> _EXERCISE GOAL_: Give the data a second time, exactly and in full.

> _Stored data_:
###

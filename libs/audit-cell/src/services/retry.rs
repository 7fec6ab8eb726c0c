// =====================================================================================
// AUDIT RETRY WORKER - AT-LEAST-ONCE REDELIVERY
// =====================================================================================

use std::sync::atomic::{AtomicUsize, Ordering};
use std::sync::{Arc, Mutex};
use std::time::Duration;

use tokio::sync::{mpsc, watch};
use tracing::{debug, error, info, instrument, warn};

use shared_database::{EntityStore, NewAuditRecord};

use crate::models::DeadLetter;

/// Cheap, cloneable side of the retry queue.
#[derive(Clone)]
pub struct AuditRetryHandle {
    sender: mpsc::UnboundedSender<NewAuditRecord>,
    shutdown: Arc<watch::Sender<bool>>,
    dead_letters: Arc<Mutex<Vec<DeadLetter>>>,
    queued: Arc<AtomicUsize>,
}

impl AuditRetryHandle {
    /// Queues a record for redelivery. Never blocks.
    pub fn enqueue(&self, record: NewAuditRecord) {
        self.queued.fetch_add(1, Ordering::SeqCst);

        if let Err(mpsc::error::SendError(record)) = self.sender.send(record) {
            self.queued.fetch_sub(1, Ordering::SeqCst);
            error!(
                target: "audit_alert",
                table = %record.table_name,
                record_id = record.record_id,
                action = %record.action,
                "Audit retry worker is not running; record kept in dead-letter list"
            );
            push_dead_letter(&self.dead_letters, record, 0, "retry worker not running".to_string());
        }
    }

    /// Records queued or in flight.
    pub fn pending(&self) -> usize {
        self.queued.load(Ordering::SeqCst)
    }

    pub fn dead_letters(&self) -> Vec<DeadLetter> {
        match self.dead_letters.lock() {
            Ok(letters) => letters.clone(),
            Err(poisoned) => poisoned.into_inner().clone(),
        }
    }

    /// Asks the worker to drain its queue once and stop.
    pub fn shutdown(&self) {
        if self.shutdown.send(true).is_err() {
            debug!("Audit retry worker already stopped");
        }
    }
}

enum Next {
    Record(NewAuditRecord),
    Continue,
    Stop,
}

pub struct AuditRetryWorker<S: EntityStore> {
    store: S,
    receiver: mpsc::UnboundedReceiver<NewAuditRecord>,
    shutdown: watch::Receiver<bool>,
    dead_letters: Arc<Mutex<Vec<DeadLetter>>>,
    queued: Arc<AtomicUsize>,
    max_attempts: u32,
    base_delay: Duration,
}

impl<S: EntityStore> AuditRetryWorker<S> {
    pub fn new(store: S, max_attempts: u32, base_delay: Duration) -> (AuditRetryHandle, Self) {
        let (sender, receiver) = mpsc::unbounded_channel();
        let (shutdown_tx, shutdown_rx) = watch::channel(false);
        let dead_letters = Arc::new(Mutex::new(Vec::new()));
        let queued = Arc::new(AtomicUsize::new(0));

        let handle = AuditRetryHandle {
            sender,
            shutdown: Arc::new(shutdown_tx),
            dead_letters: Arc::clone(&dead_letters),
            queued: Arc::clone(&queued),
        };

        let worker = Self {
            store,
            receiver,
            shutdown: shutdown_rx,
            dead_letters,
            queued,
            max_attempts: max_attempts.max(1),
            base_delay,
        };

        (handle, worker)
    }

    #[instrument(skip_all)]
    pub async fn run(mut self) {
        info!("Audit retry worker started (max {} attempts)", self.max_attempts);

        loop {
            let next = tokio::select! {
                changed = self.shutdown.changed() => {
                    if changed.is_err() { Next::Stop } else { Next::Continue }
                }
                record = self.receiver.recv() => {
                    record.map(Next::Record).unwrap_or(Next::Stop)
                }
            };

            match next {
                Next::Record(record) => self.deliver(record).await,
                Next::Continue => {
                    if *self.shutdown.borrow() {
                        break;
                    }
                }
                Next::Stop => break,
            }
        }

        // Drain whatever was queued before shutdown
        while let Ok(record) = self.receiver.try_recv() {
            self.deliver(record).await;
        }

        info!("Audit retry worker stopped");
    }

    async fn deliver(&self, record: NewAuditRecord) {
        let mut last_error = String::new();

        for attempt in 1..=self.max_attempts {
            let candidate = record.clone();
            match self.store.transaction(move |tx| tx.append_audit(&candidate)).await {
                Ok(written) => {
                    info!(
                        audit_id = written.id,
                        table = %record.table_name,
                        record_id = record.record_id,
                        attempt,
                        "Deferred audit record delivered"
                    );
                    self.queued.fetch_sub(1, Ordering::SeqCst);
                    return;
                }
                Err(e) => {
                    warn!(
                        table = %record.table_name,
                        record_id = record.record_id,
                        attempt,
                        max_attempts = self.max_attempts,
                        error = %e,
                        "Audit redelivery failed"
                    );
                    last_error = e.to_string();
                    if attempt < self.max_attempts {
                        tokio::time::sleep(self.base_delay * attempt).await;
                    }
                }
            }
        }

        error!(
            target: "audit_alert",
            table = %record.table_name,
            record_id = record.record_id,
            action = %record.action,
            attempts = self.max_attempts,
            error = %last_error,
            "Audit record could not be delivered; kept in dead-letter list"
        );
        push_dead_letter(&self.dead_letters, record, self.max_attempts, last_error);
        self.queued.fetch_sub(1, Ordering::SeqCst);
    }
}

fn push_dead_letter(
    dead_letters: &Mutex<Vec<DeadLetter>>,
    record: NewAuditRecord,
    attempts: u32,
    last_error: String,
) {
    let letter = DeadLetter {
        table_name: record.table_name,
        action: record.action,
        record_id: record.record_id,
        actor_user_id: record.actor_user_id,
        occurred_at: record.occurred_at,
        attempts,
        last_error,
        record,
    };

    match dead_letters.lock() {
        Ok(mut letters) => letters.push(letter),
        Err(poisoned) => poisoned.into_inner().push(letter),
    }
}
pub mod handlers;
pub mod models;
pub mod router;
pub mod services;

pub use models::*;
pub use services::DoctorService;

pub use router::{doctor_routes, specialty_routes};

###

> _EXERCISE RESPONSE_:
filename libs/audit-cell/src/services/retry.rs
repository 7fec6ab8eb726c0c
// =====================================================================================
// AUDIT RETRY WORKER - AT-LEAST-ONCE REDELIVERY
// =====================================================================================

use std::sync::atomic::{AtomicUsize, Ordering};
use std::sync::{Arc, Mutex};
use std::time::Duration;

use tokio::sync::{mpsc, watch};
use tracing::{debug, error, info, instrument, warn};

use shared_database::{EntityStore, NewAuditRecord};

use crate::models::DeadLetter;

/// Cheap, cloneable side of the retry queue.
#[derive(Clone)]
pub struct AuditRetryHandle {
    sender: mpsc::UnboundedSender<NewAuditRecord>,
    shutdown: Arc<watch::Sender<bool>>,
    dead_letters: Arc<Mutex<Vec<DeadLetter>>>,
    queued: Arc<AtomicUsize>,
}

impl AuditRetryHandle {
    /// Queues a record for redelivery. Never blocks.
    pub fn enqueue(&self, record: NewAuditRecord) {
        self.queued.fetch_add(1, Ordering::SeqCst);

        if let Err(mpsc::error::SendError(record)) = self.sender.send(record) {
            self.queued.fetch_sub(1, Ordering::SeqCst);
            error!(
                target: "audit_alert",
                table = %record.table_name,
                record_id = record.record_id,
                action = %record.action,
                "Audit retry worker is not running; record kept in dead-letter list"
            );
            push_dead_letter(&self.dead_letters, record, 0, "retry worker not running".to_string());
        }
    }

    /// Records queued or in flight.
    pub fn pending(&self) -> usize {
        self.queued.load(Ordering::SeqCst)
    }

    pub fn dead_letters(&self) -> Vec<DeadLetter> {
        match self.dead_letters.lock() {
            Ok(letters) => letters.clone(),
            Err(poisoned) => poisoned.into_inner().clone(),
        }
    }

    /// Asks the worker to drain its queue once and stop.
    pub fn shutdown(&self) {
        if self.shutdown.send(true).is_err() {
            debug!("Audit retry worker already stopped");
        }
    }
}

enum Next {
    Record(NewAuditRecord),
    Continue,
    Stop,
}

pub struct AuditRetryWorker<S: EntityStore> {
    store: S,
    receiver: mpsc::UnboundedReceiver<NewAuditRecord>,
    shutdown: watch::Receiver<bool>,
    dead_letters: Arc<Mutex<Vec<DeadLetter>>>,
    queued: Arc<AtomicUsize>,
    max_attempts: u32,
    base_delay: Duration,
}

impl<S: EntityStore> AuditRetryWorker<S> {
    pub fn new(store: S, max_attempts: u32, base_delay: Duration) -> (AuditRetryHandle, Self) {
        let (sender, receiver) = mpsc::unbounded_channel();
        let (shutdown_tx, shutdown_rx) = watch::channel(false);
        let dead_letters = Arc::new(Mutex::new(Vec::new()));
        let queued = Arc::new(AtomicUsize::new(0));

        let handle = AuditRetryHandle {
            sender,
            shutdown: Arc::new(shutdown_tx),
            dead_letters: Arc::clone(&dead_letters),
            queued: Arc::clone(&queued),
        };

        let worker = Self {
            store,
            receiver,
            shutdown: shutdown_rx,
            dead_letters,
            queued,
            max_attempts: max_attempts.max(1),
            base_delay,
        };

        (handle, worker)
    }

    #[instrument(skip_all)]
    pub async fn run(mut self) {
        info!("Audit retry worker started (max {} attempts)", self.max_attempts);

        loop {
            let next = tokio::select! {
                changed = self.shutdown.changed() => {
                    if changed.is_err() { Next::Stop } else { Next::Continue }
                }
                record = self.receiver.recv() => {
                    record.map(Next::Record).unwrap_or(Next::Stop)
                }
            };

            match next {
                Next::Record(record) => self.deliver(record).await,
                Next::Continue => {
                    if *self.shutdown.borrow() {
                        break;
                    }
                }
                Next::Stop => break,
            }
        }

        // Drain whatever was queued before shutdown
        while let Ok(record) = self.receiver.try_recv() {
            self.deliver(record).await;
        }

        info!("Audit retry worker stopped");
    }

    async fn deliver(&self, record: NewAuditRecord) {
        let mut last_error = String::new();

        for attempt in 1..=self.max_attempts {
            let candidate = record.clone();
            match self.store.transaction(move |tx| tx.append_audit(&candidate)).await {
                Ok(written) => {
                    info!(
                        audit_id = written.id,
                        table = %record.table_name,
                        record_id = record.record_id,
                        attempt,
                        "Deferred audit record delivered"
                    );
                    self.queued.fetch_sub(1, Ordering::SeqCst);
                    return;
                }
                Err(e) => {
                    warn!(
                        table = %record.table_name,
                        record_id = record.record_id,
                        attempt,
                        max_attempts = self.max_attempts,
                        error = %e,
                        "Audit redelivery failed"
                    );
                    last_error = e.to_string();
                    if attempt < self.max_attempts {
                        tokio::time::sleep(self.base_delay * attempt).await;
                    }
                }
            }
        }

        error!(
            target: "audit_alert",
            table = %record.table_name,
            record_id = record.record_id,
            action = %record.action,
            attempts = self.max_attempts,
            error = %last_error,
            "Audit record could not be delivered; kept in dead-letter list"
        );
        push_dead_letter(&self.dead_letters, record, self.max_attempts, last_error);
        self.queued.fetch_sub(1, Ordering::SeqCst);
    }
}

fn push_dead_letter(
    dead_letters: &Mutex<Vec<DeadLetter>>,
    record: NewAuditRecord,
    attempts: u32,
    last_error: String,
) {
    let letter = DeadLetter {
        table_name: record.table_name,
        action: record.action,
        record_id: record.record_id,
        actor_user_id: record.actor_user_id,
        occurred_at: record.occurred_at,
        attempts,
        last_error,
        record,
    };

    match dead_letters.lock() {
        Ok(mut letters) => letters.push(letter),
        Err(poisoned) => poisoned.into_inner().push(letter),
    }
}
pub mod handlers;
pub mod models;
pub mod router;
pub mod services;

pub use models::*;
pub use services::DoctorService;

pub use router::{doctor_routes, specialty_routes};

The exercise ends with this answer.